The Burkina Faso military junta announced on Monday the suspension of broadcasts by the France 24 television network throughout the territory after the publication of an interview with the leader of the terrorist group Al Qaeda in the Islamic Maghreb (AQIM), Abu Ubaidá Yusef to Anabi.

“The government has discovered with regret that an interview with the leader of AQIM was broadcast on France 24 two weeks ago,” said the Burkinabe transitional executive, who stressed that “without questioning the editorial freedom of the channel, the Government is questioned about the ethics that govern the professional practice of journalism in France 24”.

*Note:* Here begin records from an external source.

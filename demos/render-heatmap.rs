use std::str::FromStr;

use plotters::prelude::*;
use thermocal::{
    build_cells, build_legend_stops, create_layout, legend_ticks, to_monthly_records, ChartConfig,
    ColorScale, DailySeries, Rgb, MONTH_NAMES,
};

fn color(rgb: Rgb) -> RGBColor {
    RGBColor(rgb.0[0], rgb.0[1], rgb.0[2])
}

fn main() {
    let input = std::env::args().nth(1).expect("Missing filename");
    println!("opening {input}");
    let output = format!("{input}.png");
    let input = std::fs::read_to_string(input).unwrap();

    let series = DailySeries::from_str(&input).unwrap();
    if series.skipped_rows > 0 {
        eprintln!("{} rows had an unreadable date", series.skipped_rows);
    }

    let config = ChartConfig::default();
    let records = to_monthly_records(&series.records);
    let layout = create_layout(&records, &config);
    let cells = build_cells(&records, &layout, &config);

    let root = BitMapBackend::new(&output, (config.svg.width as u32, config.svg.height as u32))
        .into_drawing_area();
    root.fill(&WHITE).unwrap();

    let left = config.svg.margin.left;
    let top = config.svg.margin.top;

    for cell in &cells {
        let x0 = (left + cell.x) as i32;
        let y0 = (top + cell.y) as i32;
        let x1 = x0 + cell.width as i32;
        let y1 = y0 + cell.height as i32;

        root.draw(&Rectangle::new([(x0, y0), (x1, y1)], color(cell.fill).filled()))
            .unwrap();
        if cell.bordered {
            root.draw(&Rectangle::new(
                [(x0, y0), (x1, y1)],
                color(config.colors.border).stroke_width(1),
            ))
            .unwrap();
        }

        let to_pixels = |path: &[(f32, f32)]| {
            path.iter()
                .map(|&(x, y)| (x0 + x as i32, y0 + y as i32))
                .collect::<Vec<_>>()
        };
        root.draw(&PathElement::new(
            to_pixels(&cell.geometry.max_path),
            color(config.colors.max_line).stroke_width(1),
        ))
        .unwrap();
        root.draw(&PathElement::new(
            to_pixels(&cell.geometry.min_path),
            color(config.colors.min_line).stroke_width(1),
        ))
        .unwrap();
    }

    // Year labels above each column, month labels left of each row.
    for year in &layout.years {
        let x = left + layout.x_scale.position(year).unwrap() + layout.cell_width / 2.0;
        root.draw(&Text::new(
            year.to_string(),
            (x as i32 - 15, top as i32 - 20),
            ("sans-serif", 16).into_font(),
        ))
        .unwrap();
    }
    for (month, name) in MONTH_NAMES.iter().enumerate() {
        let y = top + layout.y_scale.position(&(month as u8)).unwrap() + config.cell.height / 2.0;
        root.draw(&Text::new(
            *name,
            (left as i32 - 80, y as i32 - 6),
            ("sans-serif", 14).into_font(),
        ))
        .unwrap();
    }

    // Legend: gradient bar drawn as stacked bands, ticks to its right.
    let colors = ColorScale::new(config.temp_domain);
    let legend_x = (left + layout.chart_width + 30.0) as i32;
    let legend_y = top;
    for pair in build_legend_stops(&colors, 21).windows(2) {
        let y0 = (legend_y + pair[0].0 * config.legend.bar_height) as i32;
        let y1 = (legend_y + pair[1].0 * config.legend.bar_height) as i32;
        root.draw(&Rectangle::new(
            [(legend_x, y0), (legend_x + config.legend.bar_width as i32, y1)],
            color(pair[0].1).filled(),
        ))
        .unwrap();
    }
    for tick in legend_ticks(&colors, legend_y, config.legend.bar_height, config.legend.tick_count)
    {
        root.draw(&Text::new(
            tick.label,
            (legend_x + config.legend.bar_width as i32 + 6, tick.y as i32 - 6),
            ("sans-serif", 14).into_font(),
        ))
        .unwrap();
    }

    root.present().unwrap();
    println!("wrote {output}");
}
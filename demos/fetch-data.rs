fn main() {
    let url = std::env::args().nth(1).expect("Missing url");
    let output = std::env::args()
        .nth(2)
        .unwrap_or_else(|| String::from("temperature_daily.csv"));

    let response = match ureq::get(&url).call() {
        Ok(response) => response,
        Err(e) => {
            eprintln!("Could not fetch the table with url: `{url}`. {e}");
            std::process::exit(1);
        }
    };

    let table = response.into_string().unwrap();
    std::fs::write(&output, &table).unwrap();

    println!("Wrote {output}");
}
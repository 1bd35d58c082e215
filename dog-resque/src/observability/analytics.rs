use std::pin::Pin;
use std::sync::Arc;

use chrono::Utc;
use futures_core::Stream;
use tokio::sync::broadcast;
use tokio_stream::{wrappers::BroadcastStream, StreamExt};
use tracing::debug;

use super::LiveMetrics;
use crate::{DispatchEvent, StatusId};

const EVENT_CAPACITY: usize = 1024;

/// Stream of dispatch events; lagged receivers skip what they missed
pub type EventStream = Pin<Box<dyn Stream<Item = DispatchEvent> + Send>>;

/// Event broadcast and live counters for one dispatcher
#[derive(Clone)]
pub struct ObservabilityLayer {
    event_broadcaster: broadcast::Sender<DispatchEvent>,
    metrics: Arc<LiveMetrics>,
}

impl ObservabilityLayer {
    pub fn new() -> Self {
        let (event_broadcaster, _) = broadcast::channel(EVENT_CAPACITY);

        Self {
            event_broadcaster,
            metrics: Arc::new(LiveMetrics::new()),
        }
    }

    pub fn record_enqueued(&self, id: &StatusId, queue: &str, class: &str) {
        self.emit(DispatchEvent::Enqueued {
            id: id.clone(),
            queue: queue.to_string(),
            class: class.to_string(),
            at: Utc::now(),
        });
        self.metrics.increment_jobs_enqueued(class);
    }

    pub fn record_duplicate(&self, existing: Option<&StatusId>, queue: &str, class: &str) {
        self.emit(DispatchEvent::DuplicateSuppressed {
            existing: existing.cloned(),
            queue: queue.to_string(),
            class: class.to_string(),
            at: Utc::now(),
        });
        self.metrics.increment_duplicates_suppressed(class);
    }

    pub fn record_scheduled(&self, run_at: i64, queue: &str, class: &str) {
        self.emit(DispatchEvent::Scheduled {
            queue: queue.to_string(),
            class: class.to_string(),
            run_at,
            at: Utc::now(),
        });
        self.metrics.increment_jobs_scheduled(class);
    }

    pub fn record_delayed_removed(&self, class: &str, removed: usize) {
        self.emit(DispatchEvent::DelayedRemoved {
            class: class.to_string(),
            removed,
            at: Utc::now(),
        });
        self.metrics.add_delayed_removed(removed);
    }

    pub fn record_failed_retried(&self, count: usize, cleared: bool) {
        self.emit(DispatchEvent::FailedRetried {
            count,
            cleared,
            at: Utc::now(),
        });
        self.metrics.add_failed_retried(count);
    }

    pub fn record_failed_cleared(&self, count: usize) {
        self.emit(DispatchEvent::FailedCleared { count, at: Utc::now() });
        self.metrics.add_failed_cleared(count);
    }

    pub fn record_workers_pruned(&self, count: usize) {
        self.emit(DispatchEvent::WorkersPruned { count, at: Utc::now() });
        self.metrics.add_workers_pruned(count);
    }

    /// Raw receiver for callers that want lag notifications
    pub fn subscribe(&self) -> broadcast::Receiver<DispatchEvent> {
        self.event_broadcaster.subscribe()
    }

    /// Events emitted after this call
    pub fn event_stream(&self) -> EventStream {
        Box::pin(BroadcastStream::new(self.subscribe()).filter_map(|event| event.ok()))
    }

    pub fn metrics(&self) -> &LiveMetrics {
        &self.metrics
    }

    fn emit(&self, event: DispatchEvent) {
        debug!(event = event.event_name(), "Dispatch event");
        // No subscribers is fine
        let _ = self.event_broadcaster.send(event);
    }
}

impl Default for ObservabilityLayer {
    fn default() -> Self {
        Self::new()
    }
}

impl std::fmt::Debug for ObservabilityLayer {
    fn fmt(&self, f: &mut std::fmt::Formatter<'_>) -> std::fmt::Result {
        f.debug_struct("ObservabilityLayer")
            .field("subscribers", &self.event_broadcaster.receiver_count())
            .finish()
    }
}

/// Derived ratios over the live counters
pub struct DispatchAnalytics {
    observability: Arc<ObservabilityLayer>,
}

impl DispatchAnalytics {
    pub fn new(observability: Arc<ObservabilityLayer>) -> Self {
        Self { observability }
    }

    /// Percentage of dedup checks that suppressed a push
    pub fn dedup_rate(&self) -> f64 {
        let metrics = self.observability.metrics();
        let suppressed = metrics.duplicates_suppressed() as f64;
        let total = suppressed + metrics.jobs_enqueued() as f64;

        if total == 0.0 {
            0.0
        } else {
            (suppressed / total) * 100.0
        }
    }

    /// Percentage of dispatched jobs that went through the delayed schedule
    pub fn delayed_share(&self) -> f64 {
        let metrics = self.observability.metrics();
        let scheduled = metrics.jobs_scheduled() as f64;
        let total = scheduled + metrics.jobs_enqueued() as f64;

        if total == 0.0 {
            0.0
        } else {
            (scheduled / total) * 100.0
        }
    }
}
use serde::{Deserialize, Serialize};
use serde_json::{Map, Value};

use crate::JobPayload;

/// Record a worker appends to the failed list when a job raises
#[derive(Debug, Clone, PartialEq, Serialize, Deserialize)]
pub struct FailedJob {
    #[serde(default)]
    pub failed_at: Option<String>,

    pub payload: JobPayload,

    #[serde(default)]
    pub exception: Option<String>,

    #[serde(default)]
    pub error: Option<String>,

    #[serde(default)]
    pub backtrace: Value,

    #[serde(default)]
    pub worker: Option<String>,

    pub queue: String,
}

impl FailedJob {
    pub fn queue_name(&self) -> &str {
        &self.queue
    }

    /// Wire class of the failed payload
    pub fn name(&self) -> &str {
        &self.payload.class
    }

    /// First positional argument, as it was queued
    pub fn args(&self) -> Map<String, Value> {
        self.payload.first_arg().cloned().unwrap_or_default()
    }

    /// Handler identity stamped at dispatch time
    pub fn job_class(&self) -> Option<&str> {
        self.payload.job_class()
    }
}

Thus, the government spokesman, Jean Emmanuel Ouédraogo, has shown his “regret” at seeing “that the head of a terrorist organization such as AQIM, recognized as such by the entire international community, can benefit from large editorials on France 24 to express himself in the chain antenna”.

“This organization, it must be remembered, follows a line of jihadist terrorism and is responsible for atrocious crimes that shake the human conscience and have left thousands of victims around the world,” he recalled, before denouncing that AQIM “feeds violence and terrorist barbarism against peaceful populations in the Sahelo-Saharan band”.

In this sense, he stressed that the terrorist group “has disastrous plans” for Burkina Faso and argued that, by granting him that interview, “France 24 is not only acting as a communication agency for terrorists, but is offering a space for legitimization to their terrorist actions and hate speech”.

“The Government has therefore decided, with all responsibility and in the name of the nation’s best interest, to indefinitely suspend the broadcast of France 24 programs throughout the national territory,” Ouédraogo said in his statement, published by the Government Information Service on your account on the Twitter social network.

Ouédraogo has reported that the Burkinabe military junta “reaffirms its commitment to freedom of the press and opinion”, although it has transferred to France 24 and “all media professionals” its “responsibilities” regarding “the editorial choice in the treatment of information on terrorism”.

“In the noble fight to free our country from the barbarity of the terrorist hordes and armed bandits, we warn that we will remain intransigent in defending the vital interests of our people against all those who act as loudspeakers to amplify terrorist actions. and the hate speech and division transmitted by these armed groups”, has settled.

The head of the Burkina Faso military junta, Ibrahim Traoré, stressed last week that the authorities are working “for the reconquest of the territory” and “the return of peace” in the face of the intensification of attacks by jihadist groups, including the regional branches of Al Qaeda and Islamic State. “We will never leave our homeland,” he said.

Traoré, now president of the transition, led a coup in September 2022 that was considered a “palace coup” by a sector of the military junta confronting the hitherto leader of the junta established after the coup d’état in January of that year. , Paul-Henri Sandaogo Damiba.

Burkina Faso has seen a sharp increase in jihadist attacks in recent years, the work of both al Qaeda and Islamic State affiliates in the region. Abuses by the security forces against the population have helped these groups in their recruitment efforts.